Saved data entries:
============

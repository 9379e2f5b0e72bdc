//! Pipeline runner: composes the stages for one `(tenant, table)` unit.
//!
//! Stage machine per table:
//!
//! ```text
//! Discovered → Downloaded → Converted → Transformed → Validated → Loaded
//! ```
//!
//! Every transition records elapsed time and row counts; any failure maps
//! to a terminal state attributed to its stage. The runner itself never
//! retries; transient recovery happens inside the components that
//! surface the errors.

use std::path::PathBuf;
use std::sync::Arc;
use std::time::Instant as WallInstant;

use futures::Future;
use indexmap::IndexMap;
use tokio::time::Instant;
use tokio_util::sync::CancellationToken;
use tracing::{debug, error, info};

use crate::config::TableJob;
use crate::constants::{filters_for_table, merge_filters, ConstantsBackend};
use crate::context::{LoadMode, TenantContext};
use crate::convert::{convert_file, read_parquet_file, write_parquet_atomic, ConvertOptions};
use crate::error::{LoadError, PipelineError, TransformError};
use crate::fetch::BlobFetcher;
use crate::load::{reconcile, ControlPlane, StreamLoader};
use crate::transform::transform_frame;

/// Terminal status of one table within a job.
#[derive(Debug, Clone, Copy, PartialEq, Eq)]
pub enum TableStatus {
    Success,
    PartialSuccess,
    Failed,
}

/// Outcome of one table run.
#[derive(Debug, Clone)]
pub struct TableOutcome {
    pub status: TableStatus,
    pub rows_loaded: u64,
    pub rows_filtered: u64,
    pub elapsed_ms: u64,
    pub failed_stage: Option<&'static str>,
    pub error: Option<String>,
}

/// Aggregated result across all tables of one job invocation.
#[derive(Debug, Default)]
pub struct JobOutcome {
    pub per_table: IndexMap<String, TableOutcome>,
}

impl JobOutcome {
    /// A job is successful iff every table is Success or PartialSuccess.
    pub fn is_success(&self) -> bool {
        self.per_table
            .values()
            .all(|outcome| outcome.status != TableStatus::Failed)
    }

    /// Some tables failed, some landed.
    pub fn is_partial(&self) -> bool {
        !self.is_success()
            && self
                .per_table
                .values()
                .any(|outcome| outcome.status != TableStatus::Failed)
    }

    pub fn rows_loaded(&self) -> u64 {
        self.per_table.values().map(|o| o.rows_loaded).sum()
    }
}

#[derive(Default)]
struct TableRun {
    rows_loaded: u64,
    rows_filtered: u64,
    blob_failures: usize,
}

/// Drives one tenant's tables through the stage machine.
pub struct PipelineRunner<'ctx> {
    ctx: &'ctx TenantContext,
    fetcher: BlobFetcher,
    control: Arc<dyn ControlPlane>,
    constants: Arc<dyn ConstantsBackend>,
    loader: StreamLoader,
    cancel: CancellationToken,
    deadline: Option<Instant>,
}

impl<'ctx> PipelineRunner<'ctx> {
    pub fn new(
        ctx: &'ctx TenantContext,
        fetcher: BlobFetcher,
        control: Arc<dyn ControlPlane>,
        constants: Arc<dyn ConstantsBackend>,
        loader: StreamLoader,
        cancel: CancellationToken,
        deadline: Option<Instant>,
    ) -> Self {
        Self {
            ctx,
            fetcher,
            control,
            constants,
            loader,
            cancel,
            deadline,
        }
    }

    /// Run every table a job declares, aggregating outcomes. A failed
    /// table never aborts the remaining tables.
    pub async fn run_job(
        &self,
        jobs: &[TableJob],
        mode: LoadMode,
        truncate: bool,
    ) -> JobOutcome {
        let mut outcome = JobOutcome::default();
        for job in jobs {
            if self.cancel.is_cancelled() {
                break;
            }
            let table_outcome = self.run_table(job, mode, truncate).await;
            outcome.per_table.insert(job.table.clone(), table_outcome);
        }
        outcome
    }

    /// Drive one table through the full stage machine.
    pub async fn run_table(&self, job: &TableJob, mode: LoadMode, truncate: bool) -> TableOutcome {
        let started = WallInstant::now();
        match self.run_table_inner(job, mode, truncate).await {
            Ok(run) => {
                let status = if run.blob_failures > 0 {
                    TableStatus::PartialSuccess
                } else {
                    TableStatus::Success
                };
                TableOutcome {
                    status,
                    rows_loaded: run.rows_loaded,
                    rows_filtered: run.rows_filtered,
                    elapsed_ms: started.elapsed().as_millis() as u64,
                    failed_stage: None,
                    error: None,
                }
            }
            Err(err) => {
                // One line per terminal failure: kind, table, pointer.
                error!(
                    tenant = %self.ctx.slug,
                    table = %job.table,
                    stage = err.stage(),
                    error = %err,
                    "Table pipeline failed"
                );
                TableOutcome {
                    status: TableStatus::Failed,
                    rows_loaded: 0,
                    rows_filtered: 0,
                    elapsed_ms: started.elapsed().as_millis() as u64,
                    failed_stage: Some(err.stage()),
                    error: Some(err.to_string()),
                }
            }
        }
    }

    async fn run_table_inner(
        &self,
        job: &TableJob,
        mode: LoadMode,
        truncate: bool,
    ) -> Result<TableRun, PipelineError> {
        let table = job.table.as_str();
        let dirs = self
            .ctx
            .stage_dirs(mode)
            .map_err(|e| PipelineError::Internal {
                message: format!("failed to create stage dirs: {e}"),
            })?;

        // Discovered
        let stage_start = WallInstant::now();
        let blobs = self
            .with_deadline("discovery", async {
                Ok(self
                    .fetcher
                    .discover(&job.blob_prefix, job.suffix.as_deref())
                    .await?)
            })
            .await?;
        debug!(table, blobs = blobs.len(),
            elapsed_ms = stage_start.elapsed().as_millis() as u64, "Discovered");

        if blobs.is_empty() {
            info!(tenant = %self.ctx.slug, table, "No source files for this run");
            return Ok(TableRun::default());
        }

        // Downloaded
        let stage_start = WallInstant::now();
        let batch = self
            .with_deadline("download", async {
                Ok(self
                    .fetcher
                    .download_all(&blobs, &dirs.source_files, &self.cancel, self.deadline)
                    .await?)
            })
            .await?;
        if batch.files.is_empty() {
            if let Some((_, err)) = batch.failed.into_iter().next() {
                return Err(err.into());
            }
            return Err(PipelineError::Cancelled);
        }
        debug!(table, files = batch.files.len(), failed = batch.failed.len(),
            elapsed_ms = stage_start.elapsed().as_millis() as u64, "Downloaded");

        // Converted
        let stage_start = WallInstant::now();
        let options = ConvertOptions::default();
        let mut bronze: Vec<PathBuf> = Vec::with_capacity(batch.files.len());
        for file in &batch.files {
            if self.cancel.is_cancelled() {
                return Err(PipelineError::Cancelled);
            }
            bronze.push(convert_file(file, &dirs.raw_parquet, &options)?);
        }
        debug!(table, files = bronze.len(),
            elapsed_ms = stage_start.elapsed().as_millis() as u64, "Converted");

        // Transformed. Filter dimensions come from two places: the static
        // business rules in YAML and the mutable constants backend; a
        // constant supersedes a static filter on the same column.
        let stage_start = WallInstant::now();
        let static_filters = self
            .ctx
            .business_rules
            .filters
            .get(table)
            .map(|rules| rules.as_slice())
            .unwrap_or_default();
        let dynamic_filters = self
            .with_deadline("transform", async {
                filters_for_table(self.constants.as_ref(), table)
                    .await
                    .map_err(|source| TransformError::FilterInvalid {
                        table: table.to_string(),
                        column: crate::constants::FILTER_KEY_PREFIX.to_string(),
                        message: format!("failed to read filter constants: {source}"),
                    })
                    .map_err(PipelineError::from)
            })
            .await?;
        let filters = merge_filters(static_filters, dynamic_filters);
        let mut silver: Vec<PathBuf> = Vec::with_capacity(bronze.len());
        let mut rows_filtered = 0u64;
        for bronze_path in &bronze {
            if self.cancel.is_cancelled() {
                return Err(PipelineError::Cancelled);
            }
            let frame = read_parquet_file(bronze_path)?;
            let (cleaned, report) = transform_frame(
                frame,
                table,
                self.ctx.mapping_for(table),
                self.ctx.computed_for(table),
                &filters,
            )?;
            rows_filtered += report.rows_filtered as u64;
            let silver_path = dirs.cleaned_parquet.join(
                bronze_path
                    .file_name()
                    .expect("bronze files always have a name"),
            );
            write_parquet_atomic(cleaned, &silver_path)?;
            silver.push(silver_path);
        }
        debug!(table, files = silver.len(), rows_filtered,
            elapsed_ms = stage_start.elapsed().as_millis() as u64, "Transformed");

        // Truncate strictly precedes all inserts on a full refresh; a
        // failed truncate aborts the whole load with no partial state.
        if truncate {
            self.with_deadline("load", async {
                self.control
                    .truncate_table(table)
                    .await
                    .map_err(|source| LoadError::TruncateFailed {
                        table: table.to_string(),
                        source,
                    })
                    .map_err(PipelineError::from)
            })
            .await?;
            info!(tenant = %self.ctx.slug, table, "Truncated for full refresh");
        }

        // Validated + Loaded, one silver file at a time; chunk ordinals
        // continue across files so labels stay unique within the run.
        let stage_start = WallInstant::now();
        let mut run = TableRun {
            blob_failures: batch.failed.len(),
            rows_filtered,
            ..Default::default()
        };
        let mut chunk_base = 0usize;
        let url = self.ctx.stream_load_url(table);

        for silver_path in &silver {
            let frame = read_parquet_file(silver_path)?;
            let reconciled = self
                .with_deadline("validate", async {
                    reconcile(frame, table, self.control.as_ref(), &self.ctx.stream_load)
                        .await
                        .map_err(PipelineError::from)
                })
                .await?;

            let stats = self
                .with_deadline("load", async {
                    self.loader
                        .load_frame(
                            &reconciled.frame,
                            &reconciled.column_order,
                            table,
                            &url,
                            &self.ctx.slug,
                            chunk_base,
                            &self.cancel,
                        )
                        .await
                        .map_err(PipelineError::from)
                })
                .await?;

            if stats.cancelled {
                return Err(PipelineError::Cancelled);
            }
            chunk_base += stats.chunks_sent;
            run.rows_loaded += stats.rows_loaded;
            run.rows_filtered += stats.rows_filtered;
        }
        debug!(table, rows_loaded = run.rows_loaded,
            elapsed_ms = stage_start.elapsed().as_millis() as u64, "Loaded");

        // Temp files are cleaned on success; on failure we return early
        // above and leave them for diagnostics until the next run.
        for path in batch.files.iter().chain(bronze.iter()).chain(silver.iter()) {
            let _ = std::fs::remove_file(path);
        }

        Ok(run)
    }

    /// Enforce the job deadline on a stage's network-bound future.
    async fn with_deadline<T, F>(
        &self,
        stage: &'static str,
        fut: F,
    ) -> Result<T, PipelineError>
    where
        F: Future<Output = Result<T, PipelineError>>,
    {
        match self.deadline {
            Some(deadline) => tokio::time::timeout_at(deadline, fut)
                .await
                .map_err(|_| PipelineError::TimedOut { stage })?,
            None => fut.await,
        }
    }
}
//! Semantic column types shared by mappings, computed columns, and the
//! loader's range checks.

use std::fmt;
use std::str::FromStr;

use polars::prelude::{DataType, TimeUnit};
use serde::de::Error as DeError;
use serde::{Deserialize, Deserializer};

/// Declared destination type for one column.
///
/// Parsed from SQL-style spellings (`VARCHAR(32)`, `DECIMAL(18,4)`,
/// `BIGINT`) in mapping files and from live `DESCRIBE` output.
#[derive(Debug, Clone, Copy, PartialEq, Eq)]
pub enum ColumnType {
    TinyInt,
    SmallInt,
    Int,
    BigInt,
    LargeInt,
    Float,
    Double,
    Decimal(u8, u8),
    Varchar(u32),
    Date,
    DateTime,
    Boolean,
}

impl ColumnType {
    /// The frame dtype this column materializes as.
    ///
    /// `LARGEINT` and `DECIMAL` travel as 64-bit values in the frame; the
    /// database applies its own precision on ingest.
    pub fn dtype(&self) -> DataType {
        match self {
            ColumnType::TinyInt => DataType::Int8,
            ColumnType::SmallInt => DataType::Int16,
            ColumnType::Int => DataType::Int32,
            ColumnType::BigInt | ColumnType::LargeInt => DataType::Int64,
            ColumnType::Float => DataType::Float32,
            ColumnType::Double | ColumnType::Decimal(_, _) => DataType::Float64,
            ColumnType::Varchar(_) => DataType::String,
            ColumnType::Date => DataType::Date,
            ColumnType::DateTime => DataType::Datetime(TimeUnit::Microseconds, None),
            ColumnType::Boolean => DataType::Boolean,
        }
    }

    /// Inclusive value range for integer types; `None` for everything else.
    pub fn int_range(&self) -> Option<(i64, i64)> {
        match self {
            ColumnType::TinyInt => Some((i8::MIN as i64, i8::MAX as i64)),
            ColumnType::SmallInt => Some((i16::MIN as i64, i16::MAX as i64)),
            ColumnType::Int => Some((i32::MIN as i64, i32::MAX as i64)),
            ColumnType::BigInt => Some((i64::MIN, i64::MAX)),
            // LARGEINT is 128-bit on the database side; anything a frame
            // can hold fits.
            ColumnType::LargeInt => None,
            _ => None,
        }
    }

    /// Declared varchar width, when applicable.
    pub fn varchar_width(&self) -> Option<u32> {
        match self {
            ColumnType::Varchar(width) => Some(*width),
            _ => None,
        }
    }

    /// SQL spelling, used when issuing `ALTER TABLE … MODIFY COLUMN`.
    pub fn sql(&self) -> String {
        match self {
            ColumnType::TinyInt => "TINYINT".to_string(),
            ColumnType::SmallInt => "SMALLINT".to_string(),
            ColumnType::Int => "INT".to_string(),
            ColumnType::BigInt => "BIGINT".to_string(),
            ColumnType::LargeInt => "LARGEINT".to_string(),
            ColumnType::Float => "FLOAT".to_string(),
            ColumnType::Double => "DOUBLE".to_string(),
            ColumnType::Decimal(p, s) => format!("DECIMAL({p},{s})"),
            ColumnType::Varchar(width) => format!("VARCHAR({width})"),
            ColumnType::Date => "DATE".to_string(),
            ColumnType::DateTime => "DATETIME".to_string(),
            ColumnType::Boolean => "BOOLEAN".to_string(),
        }
    }

    /// Parse a live `information_schema` data type plus optional character
    /// width into a semantic type.
    pub fn from_describe(data_type: &str, char_max_len: Option<u32>) -> Option<Self> {
        let base = data_type
            .split('(')
            .next()
            .unwrap_or(data_type)
            .trim()
            .to_ascii_uppercase();
        match base.as_str() {
            "VARCHAR" | "CHAR" | "STRING" | "TEXT" => {
                // StarRocks reports the width through character_maximum_length
                let width = char_max_len
                    .or_else(|| parse_width(data_type))
                    .unwrap_or(65533);
                Some(ColumnType::Varchar(width))
            }
            _ => data_type.parse().ok(),
        }
    }
}

fn parse_width(spec: &str) -> Option<u32> {
    let start = spec.find('(')?;
    let end = spec.find(')')?;
    spec[start + 1..end].trim().parse().ok()
}

fn parse_decimal(spec: &str) -> Option<(u8, u8)> {
    let start = spec.find('(')?;
    let end = spec.find(')')?;
    let mut parts = spec[start + 1..end].split(',');
    let precision = parts.next()?.trim().parse().ok()?;
    let scale = parts.next().and_then(|s| s.trim().parse().ok()).unwrap_or(0);
    Some((precision, scale))
}

impl FromStr for ColumnType {
    type Err = String;

    fn from_str(raw: &str) -> Result<Self, Self::Err> {
        let upper = raw.trim().to_ascii_uppercase();
        let base = upper.split('(').next().unwrap_or(&upper).trim();
        match base {
            "TINYINT" => Ok(ColumnType::TinyInt),
            "SMALLINT" => Ok(ColumnType::SmallInt),
            "INT" | "INTEGER" => Ok(ColumnType::Int),
            "BIGINT" => Ok(ColumnType::BigInt),
            "LARGEINT" => Ok(ColumnType::LargeInt),
            "FLOAT" => Ok(ColumnType::Float),
            "DOUBLE" => Ok(ColumnType::Double),
            "DECIMAL" | "DECIMALV3" => {
                let (p, s) = parse_decimal(&upper).unwrap_or((38, 9));
                Ok(ColumnType::Decimal(p, s))
            }
            "VARCHAR" | "CHAR" | "STRING" => {
                Ok(ColumnType::Varchar(parse_width(&upper).unwrap_or(65533)))
            }
            "DATE" => Ok(ColumnType::Date),
            "DATETIME" | "TIMESTAMP" => Ok(ColumnType::DateTime),
            "BOOLEAN" | "BOOL" => Ok(ColumnType::Boolean),
            _ => Err(format!("unknown column type '{raw}'")),
        }
    }
}

impl fmt::Display for ColumnType {
    fn fmt(&self, f: &mut fmt::Formatter<'_>) -> fmt::Result {
        write!(f, "{}", self.sql())
    }
}

impl<'de> Deserialize<'de> for ColumnType {
    fn deserialize<D>(deserializer: D) -> Result<Self, D::Error>
    where
        D: Deserializer<'de>,
    {
        let raw = String::deserialize(deserializer)?;
        raw.parse().map_err(D::Error::custom)
    }
}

============

TASK INSTRUCTIONS: Starting from the top of the records and ending at the line that contains "pub struct TableOutcome", repeat each line exactly and return only those lines.

ANSWER BOX:
repository 9379e2f5b0e72bdc
//! Pipeline runner: composes the stages for one `(tenant, table)` unit.
//!
//! Stage machine per table:
//!
//! ```text
//! Discovered → Downloaded → Converted → Transformed → Validated → Loaded
//! ```
//!
//! Every transition records elapsed time and row counts; any failure maps
//! to a terminal state attributed to its stage. The runner itself never
//! retries; transient recovery happens inside the components that
//! surface the errors.

use std::path::PathBuf;
use std::sync::Arc;
use std::time::Instant as WallInstant;

use futures::Future;
use indexmap::IndexMap;
use tokio::time::Instant;
use tokio_util::sync::CancellationToken;
use tracing::{debug, error, info};

use crate::config::TableJob;
use crate::constants::{filters_for_table, merge_filters, ConstantsBackend};
use crate::context::{LoadMode, TenantContext};
use crate::convert::{convert_file, read_parquet_file, write_parquet_atomic, ConvertOptions};
use crate::error::{LoadError, PipelineError, TransformError};
use crate::fetch::BlobFetcher;
use crate::load::{reconcile, ControlPlane, StreamLoader};
use crate::transform::transform_frame;

/// Terminal status of one table within a job.
#[derive(Debug, Clone, Copy, PartialEq, Eq)]
pub enum TableStatus {
    Success,
    PartialSuccess,
    Failed,
}

/// Outcome of one table run.
#[derive(Debug, Clone)]
pub struct TableOutcome {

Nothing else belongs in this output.